A estratégia tem sido colocar o filho frente a novos estímulos. «Vamos aumentando o grau de desafio, também porque ele consegue corresponder. É muito teimoso e não desiste», explica. Há tempos, com o Duarte ao colo, insistiu com o António, que não queria caminhar: «Tem de ser, António, anda, eu ajudo-te». Quando uma senhora, que assistiu, lhe perguntou se não achava melhor arranjar uma cadeira para o filho, indignou-se: «Se o colocar numa cadeira agora, ele nunca vai andar». Custa-lhe ver o filho em dificuldade, mas assume que é melhor que ele seja confrontado com situações desconfortáveis agora que ela o pode amparar e desafiar a superar-se. «Tenho de trazer o máximo de funcionalidade à minha vida e à dele, para que saiba desenvencilhar-se. Vamos sentindo até onde é capaz de responder».

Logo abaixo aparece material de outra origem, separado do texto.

//! Temporal smoothing of raw attention verdicts.
//!
//! A decaying weighted vote over the last few verdicts picks a candidate
//! state; hysteresis only lets the reported state change when the candidate
//! holds a clear majority of the vote weight.

use tracing::debug;

use crate::config::SmoothingConfig;
use crate::pool::ScratchPool;
use crate::ring::RingHistory;
use crate::types::{clamp01, AttentionState, AttentionVerdict, HeadPose};

const STATE_COUNT: usize = AttentionState::ALL.len();

pub struct TemporalSmoother {
    config: SmoothingConfig,
    verdicts: RingHistory<AttentionVerdict>,
    ears: RingHistory<f64>,
    poses: RingHistory<HeadPose>,
    stable_state: Option<AttentionState>,
    stability: u32,
    scratch: ScratchPool<Vec<f64>>,
}

impl TemporalSmoother {
    pub fn new(config: SmoothingConfig) -> Self {
        let size = config.history_size;
        Self {
            verdicts: RingHistory::new(size),
            ears: RingHistory::new(size),
            poses: RingHistory::new(size),
            stable_state: None,
            stability: 0,
            scratch: ScratchPool::new(2),
            config,
        }
    }

    /// Weight of the sample at `index` (0 = oldest).
    fn weight(&self, index: usize) -> f64 {
        let table = &self.config.decay_weights;
        table
            .get(index)
            .or_else(|| table.last())
            .copied()
            .unwrap_or(0.0)
    }

    pub fn add_and_smooth(&mut self, raw: AttentionVerdict) -> AttentionVerdict {
        self.verdicts.push(raw);
        self.ears.push(raw.features.average_ear);
        self.poses.push(raw.features.head_pose());

        if self.verdicts.len() < self.config.min_history {
            return raw;
        }

        let (winner, share) = self.vote();
        let state = self.apply_hysteresis(winner, share);

        let ear = self.weighted_ear().unwrap_or(raw.features.average_ear);
        let pose = self.weighted_pose().unwrap_or_else(|| raw.features.head_pose());

        let n = self.verdicts.len() as f64;
        let matching = self.verdicts.iter().filter(|v| v.state == raw.state).count() as f64;
        let mean_confidence = self.verdicts.iter().map(|v| v.confidence).sum::<f64>() / n;
        let confidence = clamp01(
            self.config.state_match_weight * (matching / n)
                + self.config.raw_confidence_weight * mean_confidence,
        );

        let mut features = raw.features;
        features.average_ear = ear;
        features.yaw = pose.yaw;
        features.pitch = pose.pitch;
        features.roll = pose.roll;
        features.is_eyes_open = ear > self.config.eyes_open_cutoff;

        AttentionVerdict {
            state,
            confidence,
            features,
            timestamp_ms: raw.timestamp_ms,
        }
    }

    /// Winning state and its share of the total vote weight.
    fn vote(&self) -> (AttentionState, f64) {
        let mut tally = [0.0f64; STATE_COUNT];
        let mut total = 0.0;
        for (i, verdict) in self.verdicts.iter().enumerate() {
            let w = self.weight(i);
            tally[verdict.state.index()] += w;
            total += w;
        }

        let mut winner = AttentionState::Unknown;
        let mut best = f64::NEG_INFINITY;
        for state in AttentionState::ALL {
            if tally[state.index()] > best {
                best = tally[state.index()];
                winner = state;
            }
        }

        let share = if total > 0.0 { best / total } else { 0.0 };
        (winner, share)
    }

    fn apply_hysteresis(&mut self, winner: AttentionState, share: f64) -> AttentionState {
        match self.stable_state {
            Some(stable) if stable == winner => {
                self.stability = self.stability.saturating_add(1);
                stable
            }
            Some(stable) => {
                self.stability = 1;
                if share >= self.config.hysteresis_share {
                    debug!(from = ?stable, to = ?winner, share, "Attention state changed");
                    self.stable_state = Some(winner);
                    winner
                } else {
                    stable
                }
            }
            None => {
                self.stability = 1;
                self.stable_state = Some(winner);
                winner
            }
        }
    }

    fn weighted_ear(&self) -> Option<f64> {
        let mut values = self.scratch.acquire();
        self.ears.snapshot_into(&mut values);
        self.weighted_mean(values.iter().copied())
    }

    fn weighted_pose(&self) -> Option<HeadPose> {
        Some(HeadPose {
            yaw: self.weighted_mean(self.poses.iter().map(|p| p.yaw))?,
            pitch: self.weighted_mean(self.poses.iter().map(|p| p.pitch))?,
            roll: self.weighted_mean(self.poses.iter().map(|p| p.roll))?,
        })
    }

    /// Normalized weighted mean over oldest-first values; `None` when the weights sum to zero.
    fn weighted_mean(&self, values: impl Iterator<Item = f64>) -> Option<f64> {
        let (sum, weight_sum) = values
            .enumerate()
            .fold((0.0, 0.0), |(sum, ws), (i, v)| {
                let w = self.weight(i);
                (sum + v * w, ws + w)
            });
        (weight_sum > 0.0).then(|| sum / weight_sum)
    }

    /// Consecutive frames the reported state has held.
    pub fn stability(&self) -> u32 {
        self.stability
    }

    pub fn is_stable(&self) -> bool {
        self.stability >= self.config.stable_frames
    }

    pub fn stable_state(&self) -> Option<AttentionState> {
        self.stable_state
    }

    pub fn reset(&mut self) {
        self.verdicts.clear();
        self.ears.clear();
        self.poses.clear();
        self.stable_state = None;
        self.stability = 0;
    }
}

#[cfg(test)]
mod tests {
    use super::*;
    use crate::types::FeatureFrame;

    fn verdict(state: AttentionState, ear: f64, ts: u64) -> AttentionVerdict {
        AttentionVerdict {
            state,
            confidence: 0.8,
            features: FeatureFrame {
                average_ear: ear,
                timestamp_ms: ts,
                ..Default::default()
            },
            timestamp_ms: ts,
        }
    }

    fn smoother() -> TemporalSmoother {
        TemporalSmoother::new(SmoothingConfig::default())
    }

    #[test]
    fn test_short_history_passes_through() {
        let mut s = smoother();
        let raw = verdict(AttentionState::Yawning, 0.3, 1);
        assert_eq!(s.add_and_smooth(raw), raw);
        let raw = verdict(AttentionState::Attentive, 0.3, 2);
        assert_eq!(s.add_and_smooth(raw), raw);
    }

    #[test]
    fn test_single_outlier_is_suppressed() {
        let mut s = smoother();
        for ts in 0..3 {
            s.add_and_smooth(verdict(AttentionState::Attentive, 0.3, ts));
        }
        let out = s.add_and_smooth(verdict(AttentionState::DrowsyFatigued, 0.1, 3));
        assert_eq!(out.state, AttentionState::Attentive);
        assert_eq!(s.stability(), 2);
    }

    #[test]
    fn test_change_requires_dominant_share() {
        let mut s = smoother();
        for ts in 0..5 {
            s.add_and_smooth(verdict(AttentionState::Attentive, 0.3, ts));
        }
        // Drowsy wins the vote before it reaches the hysteresis share.
        let mut switched_at = None;
        for ts in 5..12 {
            let out = s.add_and_smooth(verdict(AttentionState::DrowsyFatigued, 0.1, ts));
            if out.state == AttentionState::DrowsyFatigued {
                switched_at = Some(ts);
                break;
            }
            assert_eq!(out.state, AttentionState::Attentive);
        }
        assert!(switched_at.is_some_and(|ts| ts > 7));
        assert_eq!(s.stability(), 1);
    }

    #[test]
    fn test_full_history_resists_one_differing_frame() {
        let mut s = smoother();
        for ts in 0..7 {
            s.add_and_smooth(verdict(AttentionState::Attentive, 0.3, ts));
        }
        // Drowsy holds weight 0.25 of 1.25, well under the 0.7 share
        let out = s.add_and_smooth(verdict(AttentionState::DrowsyFatigued, 0.1, 7));
        assert_eq!(out.state, AttentionState::Attentive);
        assert_eq!(s.stable_state(), Some(AttentionState::Attentive));
        assert!(s.is_stable());
    }

    #[test]
    fn test_stability_counter_grows_while_state_holds() {
        let mut s = smoother();
        for ts in 0..6 {
            s.add_and_smooth(verdict(AttentionState::Attentive, 0.3, ts));
        }
        assert_eq!(s.stability(), 4);
        assert!(s.is_stable());
    }

    #[test]
    fn test_smoothed_ear_drives_eyes_open() {
        let mut s = smoother();
        s.add_and_smooth(verdict(AttentionState::Attentive, 0.3, 0));
        s.add_and_smooth(verdict(AttentionState::Attentive, 0.3, 1));
        let out = s.add_and_smooth(verdict(AttentionState::Attentive, 0.0, 2));
        // (0.3 * 0.05 + 0.3 * 0.10) / 0.30
        assert!((out.features.average_ear - 0.15).abs() < 1e-9);
        assert!(!out.features.is_eyes_open);
    }

    #[test]
    fn test_confidence_blends_agreement_and_raw() {
        let mut s = smoother();
        s.add_and_smooth(verdict(AttentionState::Attentive, 0.3, 0));
        s.add_and_smooth(verdict(AttentionState::Attentive, 0.3, 1));
        let out = s.add_and_smooth(verdict(AttentionState::Confused, 0.3, 2));
        let expected = 0.7 * (1.0 / 3.0) + 0.3 * 0.8;
        assert!((out.confidence - expected).abs() < 1e-9);
    }

    #[test]
    fn test_zero_weights_fall_back_to_latest() {
        let config = SmoothingConfig {
            decay_weights: vec![0.0],
            ..Default::default()
        };
        let mut s = TemporalSmoother::new(config);
        for ts in 0..3 {
            s.add_and_smooth(verdict(AttentionState::Attentive, 0.2 + ts as f64 * 0.01, ts));
        }
        let out = s.add_and_smooth(verdict(AttentionState::Attentive, 0.4, 3));
        assert_eq!(out.features.average_ear, 0.4);
    }

    #[test]
    fn test_reset_matches_fresh_smoother() {
        let mut used = smoother();
        for ts in 0..5 {
            used.add_and_smooth(verdict(AttentionState::Confused, 0.2, ts));
        }
        used.reset();
        let mut fresh = smoother();
        for ts in 0..4 {
            let raw = verdict(AttentionState::Attentive, 0.3, ts);
            assert_eq!(used.add_and_smooth(raw), fresh.add_and_smooth(raw));
        }
        assert_eq!(used.stability(), fresh.stability());
    }
}
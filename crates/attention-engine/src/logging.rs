use tracing_subscriber::{fmt, layer::SubscriberExt, util::SubscriberInitExt, EnvFilter};

/// Reads the filter from `ATTENTION_LOG`, falling back to `default_level`.
pub fn log_filter(default_level: &str) -> EnvFilter {
    EnvFilter::try_from_env("ATTENTION_LOG")
        .or_else(|_| EnvFilter::try_new(default_level))
        .unwrap_or_else(|_| EnvFilter::new("info"))
}

/// Installs a stderr fmt subscriber, keeping stdout free for report output.
///
/// Returns false if a global subscriber was already set.
pub fn init_tracing(default_level: &str) -> bool {
    let stderr_layer = fmt::layer().with_target(true).with_writer(std::io::stderr);

    tracing_subscriber::registry()
        .with(log_filter(default_level))
        .with(stderr_layer)
        .try_init()
        .is_ok()
}
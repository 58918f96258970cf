//! Fixed-capacity history buffer shared by every temporal component.

/// Append-only ring buffer over a preallocated arena.
///
/// Once full, each `push` overwrites the oldest slot. Iteration and
/// snapshots are always ordered oldest → newest with no gaps.
#[derive(Debug, Clone)]
pub struct RingHistory<T> {
    slots: Vec<T>,
    capacity: usize,
    // Index of the oldest element once the arena is full; 0 before that.
    head: usize,
}

impl<T> RingHistory<T> {
    /// Creates an empty buffer. A capacity of zero is treated as one.
    pub fn new(capacity: usize) -> Self {
        let capacity = capacity.max(1);
        Self {
            slots: Vec::with_capacity(capacity),
            capacity,
            head: 0,
        }
    }

    pub fn push(&mut self, item: T) {
        if self.slots.len() < self.capacity {
            self.slots.push(item);
        } else {
            self.slots[self.head] = item;
            self.head = (self.head + 1) % self.capacity;
        }
    }

    /// Most recently pushed element.
    pub fn latest(&self) -> Option<&T> {
        let len = self.slots.len();
        if len == 0 {
            return None;
        }
        self.slots.get((self.head + len - 1) % len)
    }

    /// Iterates oldest → newest.
    pub fn iter(&self) -> impl DoubleEndedIterator<Item = &T> + '_ {
        let (newer, older) = self.slots.split_at(self.head);
        older.iter().chain(newer.iter())
    }

    /// Resets occupancy to zero, keeping the arena allocation.
    pub fn clear(&mut self) {
        self.slots.clear();
        self.head = 0;
    }

    pub fn len(&self) -> usize {
        self.slots.len()
    }

    pub fn is_empty(&self) -> bool {
        self.slots.is_empty()
    }

    pub fn is_full(&self) -> bool {
        self.slots.len() == self.capacity
    }

    pub fn capacity(&self) -> usize {
        self.capacity
    }
}

impl<T: Clone> RingHistory<T> {
    /// Ordered copy of the current contents, oldest first.
    pub fn snapshot(&self) -> Vec<T> {
        self.iter().cloned().collect()
    }

    /// Same as [`snapshot`](Self::snapshot) but reuses `out`'s storage.
    pub fn snapshot_into(&self, out: &mut Vec<T>) {
        out.clear();
        out.extend(self.iter().cloned());
    }
}
//! Change notification and live-query streams shared by store adapters.

use futures::stream::{self, BoxStream, StreamExt};
use std::future::Future;
use std::sync::Arc;
use tokio::sync::watch;

/// Publishes a version bump after every write that changed the table.
///
/// Subscribers only learn that something changed; they re-run their query to
/// see what. Bursts of writes between two polls collapse into one wake-up.
#[derive(Debug)]
pub struct ChangeNotifier {
    version: watch::Sender<u64>,
}

impl ChangeNotifier {
    /// Creates a notifier at version zero.
    #[must_use]
    pub fn new() -> Self {
        let (version, _) = watch::channel(0);
        Self { version }
    }

    /// Signals that the table changed.
    pub fn notify(&self) {
        self.version.send_modify(|version| *version = version.wrapping_add(1));
    }

    /// Returns the number of changes published so far.
    #[must_use]
    pub fn version(&self) -> u64 {
        *self.version.borrow()
    }

    fn subscribe(&self) -> watch::Receiver<u64> {
        self.version.subscribe()
    }
}

impl Default for ChangeNotifier {
    fn default() -> Self {
        Self::new()
    }
}

struct LiveQueryState<F> {
    _notifier: Arc<ChangeNotifier>,
    changes: watch::Receiver<u64>,
    fetch: F,
    primed: bool,
    finished: bool,
}

/// Builds a stream that runs `fetch` now and again after every change.
///
/// The stream holds its own handle on `notifier`, so it stays open for as
/// long as the caller keeps polling it. The first failed fetch is yielded
/// and then the stream ends.
pub fn live_query<F, Fut, T, E>(
    notifier: Arc<ChangeNotifier>,
    fetch: F,
) -> BoxStream<'static, Result<T, E>>
where
    F: Fn() -> Fut + Send + 'static,
    Fut: Future<Output = Result<T, E>> + Send + 'static,
    T: Send + 'static,
    E: Send + 'static,
{
    let changes = notifier.subscribe();
    let initial = LiveQueryState {
        _notifier: notifier,
        changes,
        fetch,
        primed: false,
        finished: false,
    };

    stream::unfold(initial, |mut state| async move {
        if state.finished {
            return None;
        }
        if state.primed && state.changes.changed().await.is_err() {
            return None;
        }
        state.primed = true;
        // Writes landing during the fetch below must wake the next poll.
        state.changes.mark_unchanged();
        let result = (state.fetch)().await;
        state.finished = result.is_err();
        Some((result, state))
    })
    .boxed()
}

Recusa-se a olhar para o filho como um «coitadinho» e gostava de ver menos olhares de pena. «Caíste? Então dá cá a mão que te ajudo a levantar. Isto é inclusão e pode fazer a diferença numa família e nos Antónios que existem», afirma. Reconhece que também ela não tinha uma atitude inclusiva, e lançou o livro para levar as pessoas a refletir sobre como podem fazer a diferença com «um sorriso, uma simpatia ou um olhar normal». Também não tem pena de si própria. «O António inspira tanta gente, pela resiliência, o sorriso, a energia traquina. Se ele se tenta superar ― e ele é que vive com a doença e com as limitações, eu sou apenas a cuidadora ― só posso estar orgulhosa e inspirada por ele ser tão forte».